_Work to complete_
Take the entries below and print, exactly, the stretch from the line containing "stack.extend(self.node(n).children.iter().rev().copied());" through the line containing "self.name(*c) == segment);", both included.

_Provided data_
impl TreeNode {
    pub fn name(&self) -> &str {
        &self.name
    }

    pub fn comment(&self) -> &str {
        &self.comment
    }

    pub fn parent(&self) -> Option<NodeId> {
        self.parent
    }

    pub fn children(&self) -> &[NodeId] {
        &self.children
    }

    pub fn kind(&self) -> &NodeKind {
        &self.kind
    }

    pub fn length(&self) -> usize {
        self.length
    }

    pub fn policy(&self) -> &AccessPolicy {
        &self.policy
    }

    /// `set` 0 is the primary net, 1 the secondary.
    pub fn data_net(&self, set: usize) -> Option<&DataNet> {
        self.data_nets.get(set).and_then(|n| n.as_ref())
    }

    pub fn pin(&self) -> Option<&str> {
        self.pin.as_deref()
    }

    pub fn is_chain(&self) -> bool {
        matches!(self.kind, NodeKind::Chain { .. })
    }

    pub fn is_chip(&self) -> bool {
        matches!(self.kind, NodeKind::Chip { .. })
    }
}

/// The bit buffers of one root scan chain.
#[derive(Clone, Debug)]
pub struct ChainBits {
    /// Pattern to scan in on the next shift.
    pub in_bits: BitVector,
    /// Pattern scanned out by the last shift.
    pub out_bits: BitVector,
    /// Expected value of `out_bits` on the next shift.
    pub out_bits_expected: BitVector,
    /// Expected value of `out_bits` for the previous shift.
    pub old_out_bits_expected: BitVector,
    /// State of the elements' shadow registers, for those that have one.
    pub shadow_state: BitVector,
    /// Whether any data has been shifted through these buffers yet.
    pub(crate) initialized: bool,
}

impl ChainBits {
    fn new(length: usize, path: &str) -> Self {
        Self {
            in_bits: BitVector::new(length, &format!("{}.inBits", path)),
            out_bits: BitVector::new(length, &format!("{}.outBits", path)),
            out_bits_expected: BitVector::new(length, &format!("{}.outBitsExpected", path)),
            old_out_bits_expected: BitVector::new(length, &format!("{}.oldOutBitsExpected", path)),
            shadow_state: BitVector::new(length, &format!("{}.shadowState", path)),
            initialized: false,
        }
    }

    pub fn len(&self) -> usize {
        self.in_bits.len()
    }

    pub fn is_empty(&self) -> bool {
        self.in_bits.is_empty()
    }
}

pub type ShiftListener = Box<dyn FnMut(&ScanTree, NodeId)>;

pub struct ScanTree {
    nodes: Vec<TreeNode>,
    banks: Vec<ChainBits>,
    pub(crate) listeners: Vec<(NodeId, ShiftListener)>,
}

impl ScanTree {
    /// Create a tree containing only the system node.
    pub fn new(system_name: &str) -> Self {
        let mut tree = Self {
            nodes: Vec::new(),
            banks: Vec::new(),
            listeners: Vec::new(),
        };
        tree.push(system_name, "", NodeKind::System, 0);
        tree
    }

    fn push(&mut self, name: &str, comment: &str, kind: NodeKind, length: usize) -> NodeId {
        let id = NodeId(self.nodes.len());
        self.nodes.push(TreeNode {
            name: String::from(name),
            comment: String::from(comment),
            parent: None,
            children: Vec::new(),
            kind,
            length,
            policy: AccessPolicy::default(),
            data_nets: [None, None],
            pin: None,
        });
        id
    }

    pub fn root(&self) -> NodeId {
        NodeId(0)
    }

    /// # Panics
    /// If `id` does not belong to this tree.
    pub fn node(&self, id: NodeId) -> &TreeNode {
        &self.nodes[id.0]
    }

    pub fn len(&self) -> usize {
        self.nodes.len()
    }

    pub fn is_empty(&self) -> bool {
        self.nodes.is_empty()
    }

    /// Create a detached chip node with an instruction register `ir_length` bits long.
    pub fn create_chip(&mut self, name: &str, ir_length: usize, comment: &str) -> Result<NodeId> {
        if ir_length < 2 {
            return Err(Error::Config(format!(
                "chip '{}' has IR length {}, but at least 2 bits are needed for the enable bits",
                name, ir_length
            )));
        }
        Ok(self.push(name, comment, NodeKind::Chip { ir_length }, 0))
    }

    /// Create a detached root scan chain and its bit buffers.
    pub fn create_chain(
        &mut self,
        name: &str,
        opcode: &str,
        length: usize,
        comment: &str,
    ) -> Result<NodeId> {
        if let Some(bad) = opcode.chars().find(|c| *c != '0' && *c != '1') {
            return Err(Error::Config(format!(
                "bad character '{}' in opcode '{}' of chain '{}', only 0 and 1 allowed",
                bad, opcode, name
            )));
        }
        let bank = BankId(self.banks.len());
        self.banks.push(ChainBits::new(length, name));
        Ok(self.push(
            name,
            comment,
            NodeKind::Chain {
                opcode: String::from(opcode),
                bank,
                original: None,
            },
            length,
        ))
    }

    /// Create a detached chain that shares the bit buffers and children of `original`, under a
    /// different name and opcode.
    pub fn create_duplicate(
        &mut self,
        original: NodeId,
        name: &str,
        opcode: &str,
        comment: &str,
    ) -> Result<NodeId> {
        let bank = self.bank_id(original)?;
        let (length, policy, nets, children) = {
            let o = self.node(original);
            (o.length, o.policy, o.data_nets.clone(), o.children.clone())
        };
        if let Some(bad) = opcode.chars().find(|c| *c != '0' && *c != '1') {
            return Err(Error::Config(format!(
                "bad character '{}' in opcode '{}' of chain '{}'",
                bad, opcode, name
            )));
        }
        let id = self.push(
            name,
            comment,
            NodeKind::Chain {
                opcode: String::from(opcode),
                bank,
                original: Some(original),
            },
            length,
        );
        let node = &mut self.nodes[id.0];
        node.policy = policy;
        node.data_nets = nets;
        // Shared, not cloned: the children keep their original parent.
        node.children = children;
        Ok(id)
    }

    /// Create a detached subchain of `length` elements.
    pub fn create_subchain(&mut self, name: &str, length: usize, comment: &str) -> NodeId {
        self.push(name, comment, NodeKind::Subchain, length)
    }

    /// Append `child` to `parent`'s children.  `None` is accepted and ignored so optional
    /// children can be passed straight through.
    pub fn add_child(&mut self, parent: NodeId, child: Option<NodeId>) {
        let Some(child) = child else {
            return;
        };
        self.nodes[child.0].parent = Some(parent);
        self.nodes[parent.0].children.push(child);
    }

    pub fn child_at(&self, id: NodeId, index: usize) -> Option<NodeId> {
        self.node(id).children.get(index).copied()
    }

    pub fn child_count(&self, id: NodeId) -> usize {
        self.node(id).children.len()
    }

    pub fn parent(&self, id: NodeId) -> Option<NodeId> {
        self.node(id).parent
    }

    pub fn name(&self, id: NodeId) -> &str {
        &self.node(id).name
    }

    /// Ancestors from the root down to and including `id`.
    pub fn hierarchy(&self, id: NodeId) -> Vec<NodeId> {
        let mut chain = Vec::new();
        let mut cur = Some(id);
        while let Some(n) = cur {
            chain.push(n);
            cur = self.node(n).parent;
        }
        chain.reverse();
        chain
    }

    /// Dot-joined names from depth `start_level` down to `id`.  Level 0 is the root.
    pub fn path_string(&self, id: NodeId, start_level: usize) -> String {
        let names: Vec<&str> = self
            .hierarchy(id)
            .into_iter()
            .skip(start_level)
            .map(|n| self.name(n))
            .collect();
        names.join(".")
    }

    /// Path without the system level, as users write it.
    pub fn path(&self, id: NodeId) -> String {
        self.path_string(id, 1)
    }

    /// Pre-order list of every node below `id`, excluding `id` itself.
    pub fn descendents(&self, id: NodeId) -> Vec<NodeId> {
        let mut out = Vec::new();
        let mut stack: Vec<NodeId> = self.node(id).children.iter().rev().copied().collect();
        while let Some(n) = stack.pop() {
            out.push(n);
            stack.extend(self.node(n).children.iter().rev().copied());
        }
        out
    }

    /// Walk `path` from `root`, matching each dot-separated segment against child names.  An empty
    /// path names `root`.  Duplicate sibling names are a configuration error, never resolved.
    pub fn find(&self, root: NodeId, path: &str) -> Result<NodeId> {
        if path.is_empty() {
            return Ok(root);
        }
        let mut cur = root;
        for segment in path.split('.') {
            let mut matches = self
                .node(cur)
                .children
                .iter()
                .copied()
                .filter(|c| self.name(*c) == segment);
            let found = matches.next();
            let extra = matches.count();
            match found {
                None => return Err(Error::NotFound(String::from(path))),
                Some(_) if extra > 0 => {
                    return Err(Error::Ambiguous {
                        path: String::from(path),
                        segment: String::from(segment),
                        count: extra + 1,
                    })
                }
                Some(c) => cur = c,
            }
        }
        Ok(cur)
    }

    /// [`ScanTree::find`] from the system node.
    pub fn find_path(&self, path: &str) -> Result<NodeId> {
        self.find(self.root(), path)
    }

    fn wrong_kind(&self, id: NodeId, expected: &'static str) -> Error {
        Error::WrongKind {
            path: self.path(id),
            expected,
            actual: self.node(id).kind.label(),
        }
    }

    pub fn ir_length(&self, chip: NodeId) -> Result<usize> {
        match self.node(chip).kind {
            NodeKind::Chip { ir_length } => Ok(ir_length),
            _ => Err(self.wrong_kind(chip, "chip")),
        }
    }

    pub fn opcode(&self, chain: NodeId) -> Result<&str> {
        match &self.node(chain).kind {
            NodeKind::Chain { opcode, .. } => Ok(opcode),
            _ => Err(self.wrong_kind(chain, "chain")),
        }
    }

    /// The chain a duplicate shares its buffers with, or `None` for an ordinary chain.
    pub fn original_of(&self, chain: NodeId) -> Result<Option<NodeId>> {
        match &self.node(chain).kind {
            NodeKind::Chain { original, .. } => Ok(*original),
            _ => Err(self.wrong_kind(chain, "chain")),
        }
    }

    pub fn bank_id(&self, chain: NodeId) -> Result<BankId> {
        match &self.node(chain).kind {
            NodeKind::Chain { bank, .. } => Ok(*bank),
            _ => Err(self.wrong_kind(chain, "chain")),
        }
    }

    /// Bit buffers of a chain.
    pub fn bits(&self, chain: NodeId) -> Result<&ChainBits> {
        let bank = self.bank_id(chain)?;
        Ok(&self.banks[bank.0])
    }

    pub fn bits_mut(&mut self, chain: NodeId) -> Result<&mut ChainBits> {
        let bank = self.bank_id(chain)?;
        Ok(&mut self.banks[bank.0])
    }

    /// Whether two chains are views over the same buffers.
    pub fn shares_bits(&self, a: NodeId, b: NodeId) -> Result<bool> {
        Ok(self.bank_id(a)? == self.bank_id(b)?)
    }

    /// Closest ancestor (or self) of the given kind.
    fn ancestor(&self, id: NodeId, expected: &'static str) -> Result<NodeId> {
        let mut cur = Some(id);
        while let Some(n) = cur {
            if self.node(n).kind.label() == expected {
                return Ok(n);
            }
            cur = self.node(n).parent;
        }
        Err(Error::Config(format!(
            "{} does not have a {} as an ancestor",
            self.path(id),
            expected
        )))
    }

    pub fn parent_chip(&self, id: NodeId) -> Result<NodeId> {
        self.ancestor(id, "chip")
    }

    pub fn parent_chain(&self, id: NodeId) -> Result<NodeId> {
        self.ancestor(id, "chain")
    }

    /// Chip nodes directly under the system node, in daisy-chain order.
    pub fn chips(&self) -> Vec<NodeId> {
        self.node(self.root())
            .children
            .iter()
            .copied()
            .filter(|c| self.node(*c).is_chip())
            .collect()
    }

    /// Chain nodes under `chip`.
    pub fn chains(&self, chip: NodeId) -> Vec<NodeId> {
        self.node(chip)
            .children
            .iter()
            .copied()
            .filter(|c| self.node(*c).is_chain())
            .collect()
    }

    pub fn policy(&self, id: NodeId) -> &AccessPolicy {
        &self.node(id).policy
    }

    /// Replace the access policy of one node.  [`AccessPolicy`] setters already refuse a shadow
    /// register on an element that is not writeable.
    pub fn set_policy(&mut self, id: NodeId, policy: AccessPolicy) {
        self.nodes[id.0].policy = policy;
    }

    pub fn set_readable(&mut self, id: NodeId, readable: bool) {
        self.nodes[id.0].policy.readable = readable;
    }

    pub fn set_writeable(&mut self, id: NodeId, writeable: bool) -> Result<()> {
        self.nodes[id.0].policy.set_writeable(writeable).map_err(|e| self.annotate(id, e))
    }

    pub fn set_unpredictable(&mut self, id: NodeId, unpredictable: bool) {
        self.nodes[id.0].policy.unpredictable = unpredictable;
    }

    pub fn set_uses_shadow(&mut self, id: NodeId, shadow: bool) -> Result<()> {
        self.nodes[id.0].policy.set_uses_shadow(shadow).map_err(|e| self.annotate(id, e))
    }

    pub fn set_uses_dual_ported_shadow(&mut self, id: NodeId, shadow: bool) -> Result<()> {
        self.nodes[id.0]
            .policy
            .set_uses_dual_ported_shadow(shadow)
            .map_err(|e| self.annotate(id, e))
    }

    pub fn set_clear_behavior(&mut self, id: NodeId, clears: crate::policy::ClearBehavior) {
        self.nodes[id.0].policy.clears = clears;
    }

    pub fn set_data_net(&mut self, id: NodeId, set: usize, net: Option<DataNet>) -> Result<()> {
        let name = self.path(id);
        let slot = self.nodes[id.0]
            .data_nets
            .get_mut(set)
            .ok_or_else(|| Error::Config(format!("data net set {} on {} must be 0 or 1", set, name)))?;
        *slot = net;
        Ok(())
    }

    /// Name the chip pin subchain `id` can be observed on.
    pub fn set_pin(&mut self, id: NodeId, pin: Option<&str>) -> Result<()> {
        let node = &self.nodes[id.0];
        if node.kind != NodeKind::Subchain {
            return Err(Error::WrongKind {
                path: self.path(id),
                expected: "subchain",
                actual: node.kind.label(),
            });
        }
        self.nodes[id.0].pin = pin.map(String::from);
        Ok(())
    }

    fn annotate(&self, id: NodeId, e: Error) -> Error {
        match e {
            Error::Config(msg) => Error::Config(format!("{}: {}", self.path(id), msg)),
            other => other,
        }
    }
}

_Response to this exercise_
            stack.extend(self.node(n).children.iter().rev().copied());
        }
        out
    }

    /// Walk `path` from `root`, matching each dot-separated segment against child names.  An empty
    /// path names `root`.  Duplicate sibling names are a configuration error, never resolved.
    pub fn find(&self, root: NodeId, path: &str) -> Result<NodeId> {
        if path.is_empty() {
            return Ok(root);
        }
        let mut cur = root;
        for segment in path.split('.') {
            let mut matches = self
                .node(cur)
                .children
                .iter()
                .copied()
                .filter(|c| self.name(*c) == segment);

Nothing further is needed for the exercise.